[Dataset entries]
***

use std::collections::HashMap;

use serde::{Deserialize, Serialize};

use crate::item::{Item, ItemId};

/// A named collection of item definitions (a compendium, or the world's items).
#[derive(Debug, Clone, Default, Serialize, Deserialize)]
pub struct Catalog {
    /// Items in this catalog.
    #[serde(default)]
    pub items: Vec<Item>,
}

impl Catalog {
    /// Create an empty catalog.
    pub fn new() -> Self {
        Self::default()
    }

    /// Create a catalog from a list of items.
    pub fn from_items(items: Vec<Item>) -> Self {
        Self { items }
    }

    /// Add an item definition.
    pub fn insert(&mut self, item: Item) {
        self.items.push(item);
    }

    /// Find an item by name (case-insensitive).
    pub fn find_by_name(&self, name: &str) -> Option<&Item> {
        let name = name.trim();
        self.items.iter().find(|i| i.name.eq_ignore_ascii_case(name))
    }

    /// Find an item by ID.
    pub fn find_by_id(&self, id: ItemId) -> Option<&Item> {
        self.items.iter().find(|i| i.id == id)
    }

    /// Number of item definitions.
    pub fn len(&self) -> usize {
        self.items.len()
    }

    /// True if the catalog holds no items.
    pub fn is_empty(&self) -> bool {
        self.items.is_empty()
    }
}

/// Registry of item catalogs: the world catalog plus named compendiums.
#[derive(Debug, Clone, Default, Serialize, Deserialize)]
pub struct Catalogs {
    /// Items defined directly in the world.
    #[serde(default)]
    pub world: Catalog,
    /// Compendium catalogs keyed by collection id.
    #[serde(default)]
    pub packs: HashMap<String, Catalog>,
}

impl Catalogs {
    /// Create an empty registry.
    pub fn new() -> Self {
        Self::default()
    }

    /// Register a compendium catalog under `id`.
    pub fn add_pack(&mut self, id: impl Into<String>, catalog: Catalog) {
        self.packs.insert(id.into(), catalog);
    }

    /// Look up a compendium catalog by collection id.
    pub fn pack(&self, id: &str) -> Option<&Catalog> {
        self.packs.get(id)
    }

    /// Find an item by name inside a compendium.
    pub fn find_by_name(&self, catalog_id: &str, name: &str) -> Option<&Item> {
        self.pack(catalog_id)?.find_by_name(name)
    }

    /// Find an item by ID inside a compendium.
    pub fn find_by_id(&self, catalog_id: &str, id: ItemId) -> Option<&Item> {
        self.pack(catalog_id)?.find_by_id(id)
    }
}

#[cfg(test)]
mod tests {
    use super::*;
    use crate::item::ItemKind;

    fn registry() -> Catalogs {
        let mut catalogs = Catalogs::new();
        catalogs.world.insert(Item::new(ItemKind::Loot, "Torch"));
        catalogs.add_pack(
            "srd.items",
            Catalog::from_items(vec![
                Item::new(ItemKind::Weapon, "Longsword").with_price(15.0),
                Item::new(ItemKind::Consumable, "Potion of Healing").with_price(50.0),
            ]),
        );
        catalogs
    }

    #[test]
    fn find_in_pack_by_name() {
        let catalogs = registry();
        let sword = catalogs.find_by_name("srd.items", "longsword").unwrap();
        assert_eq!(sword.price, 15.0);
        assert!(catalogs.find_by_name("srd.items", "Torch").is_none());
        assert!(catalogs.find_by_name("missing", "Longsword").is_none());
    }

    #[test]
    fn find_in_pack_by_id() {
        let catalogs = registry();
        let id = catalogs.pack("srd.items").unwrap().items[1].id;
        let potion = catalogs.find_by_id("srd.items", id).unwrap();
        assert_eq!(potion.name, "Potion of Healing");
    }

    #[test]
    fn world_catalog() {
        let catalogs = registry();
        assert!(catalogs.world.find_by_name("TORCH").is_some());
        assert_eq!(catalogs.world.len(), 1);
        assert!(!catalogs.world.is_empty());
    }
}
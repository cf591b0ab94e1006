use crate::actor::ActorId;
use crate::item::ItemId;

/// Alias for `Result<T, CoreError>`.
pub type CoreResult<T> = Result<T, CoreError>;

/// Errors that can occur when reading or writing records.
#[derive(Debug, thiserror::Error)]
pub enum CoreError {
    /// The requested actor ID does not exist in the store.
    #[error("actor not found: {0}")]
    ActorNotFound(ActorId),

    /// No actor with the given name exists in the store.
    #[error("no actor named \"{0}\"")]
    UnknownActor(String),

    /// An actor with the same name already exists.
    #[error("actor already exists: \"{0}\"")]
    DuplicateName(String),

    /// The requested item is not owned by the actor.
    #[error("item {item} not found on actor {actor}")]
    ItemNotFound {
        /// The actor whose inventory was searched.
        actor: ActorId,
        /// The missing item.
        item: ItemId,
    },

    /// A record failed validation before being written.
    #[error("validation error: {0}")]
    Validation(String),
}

***

> Task to carry out
Character for character, reproduce all of the lines above.

> Exercise response
use std::collections::HashMap;

use serde::{Deserialize, Serialize};

use crate::item::{Item, ItemId};

/// A named collection of item definitions (a compendium, or the world's items).
#[derive(Debug, Clone, Default, Serialize, Deserialize)]
pub struct Catalog {
    /// Items in this catalog.
    #[serde(default)]
    pub items: Vec<Item>,
}

impl Catalog {
    /// Create an empty catalog.
    pub fn new() -> Self {
        Self::default()
    }

    /// Create a catalog from a list of items.
    pub fn from_items(items: Vec<Item>) -> Self {
        Self { items }
    }

    /// Add an item definition.
    pub fn insert(&mut self, item: Item) {
        self.items.push(item);
    }

    /// Find an item by name (case-insensitive).
    pub fn find_by_name(&self, name: &str) -> Option<&Item> {
        let name = name.trim();
        self.items.iter().find(|i| i.name.eq_ignore_ascii_case(name))
    }

    /// Find an item by ID.
    pub fn find_by_id(&self, id: ItemId) -> Option<&Item> {
        self.items.iter().find(|i| i.id == id)
    }

    /// Number of item definitions.
    pub fn len(&self) -> usize {
        self.items.len()
    }

    /// True if the catalog holds no items.
    pub fn is_empty(&self) -> bool {
        self.items.is_empty()
    }
}

/// Registry of item catalogs: the world catalog plus named compendiums.
#[derive(Debug, Clone, Default, Serialize, Deserialize)]
pub struct Catalogs {
    /// Items defined directly in the world.
    #[serde(default)]
    pub world: Catalog,
    /// Compendium catalogs keyed by collection id.
    #[serde(default)]
    pub packs: HashMap<String, Catalog>,
}

impl Catalogs {
    /// Create an empty registry.
    pub fn new() -> Self {
        Self::default()
    }

    /// Register a compendium catalog under `id`.
    pub fn add_pack(&mut self, id: impl Into<String>, catalog: Catalog) {
        self.packs.insert(id.into(), catalog);
    }

    /// Look up a compendium catalog by collection id.
    pub fn pack(&self, id: &str) -> Option<&Catalog> {
        self.packs.get(id)
    }

    /// Find an item by name inside a compendium.
    pub fn find_by_name(&self, catalog_id: &str, name: &str) -> Option<&Item> {
        self.pack(catalog_id)?.find_by_name(name)
    }

    /// Find an item by ID inside a compendium.
    pub fn find_by_id(&self, catalog_id: &str, id: ItemId) -> Option<&Item> {
        self.pack(catalog_id)?.find_by_id(id)
    }
}

#[cfg(test)]
mod tests {
    use super::*;
    use crate::item::ItemKind;

    fn registry() -> Catalogs {
        let mut catalogs = Catalogs::new();
        catalogs.world.insert(Item::new(ItemKind::Loot, "Torch"));
        catalogs.add_pack(
            "srd.items",
            Catalog::from_items(vec![
                Item::new(ItemKind::Weapon, "Longsword").with_price(15.0),
                Item::new(ItemKind::Consumable, "Potion of Healing").with_price(50.0),
            ]),
        );
        catalogs
    }

    #[test]
    fn find_in_pack_by_name() {
        let catalogs = registry();
        let sword = catalogs.find_by_name("srd.items", "longsword").unwrap();
        assert_eq!(sword.price, 15.0);
        assert!(catalogs.find_by_name("srd.items", "Torch").is_none());
        assert!(catalogs.find_by_name("missing", "Longsword").is_none());
    }

    #[test]
    fn find_in_pack_by_id() {
        let catalogs = registry();
        let id = catalogs.pack("srd.items").unwrap().items[1].id;
        let potion = catalogs.find_by_id("srd.items", id).unwrap();
        assert_eq!(potion.name, "Potion of Healing");
    }

    #[test]
    fn world_catalog() {
        let catalogs = registry();
        assert!(catalogs.world.find_by_name("TORCH").is_some());
        assert_eq!(catalogs.world.len(), 1);
        assert!(!catalogs.world.is_empty());
    }
}
repository cf591b0ab94e1006
use crate::actor::ActorId;
use crate::item::ItemId;

/// Alias for `Result<T, CoreError>`.
pub type CoreResult<T> = Result<T, CoreError>;

/// Errors that can occur when reading or writing records.
#[derive(Debug, thiserror::Error)]
pub enum CoreError {
    /// The requested actor ID does not exist in the store.
    #[error("actor not found: {0}")]
    ActorNotFound(ActorId),

    /// No actor with the given name exists in the store.
    #[error("no actor named \"{0}\"")]
    UnknownActor(String),

    /// An actor with the same name already exists.
    #[error("actor already exists: \"{0}\"")]
    DuplicateName(String),

    /// The requested item is not owned by the actor.
    #[error("item {item} not found on actor {actor}")]
    ItemNotFound {
        /// The actor whose inventory was searched.
        actor: ActorId,
        /// The missing item.
        item: ItemId,
    },

    /// A record failed validation before being written.
    #[error("validation error: {0}")]
    Validation(String),
}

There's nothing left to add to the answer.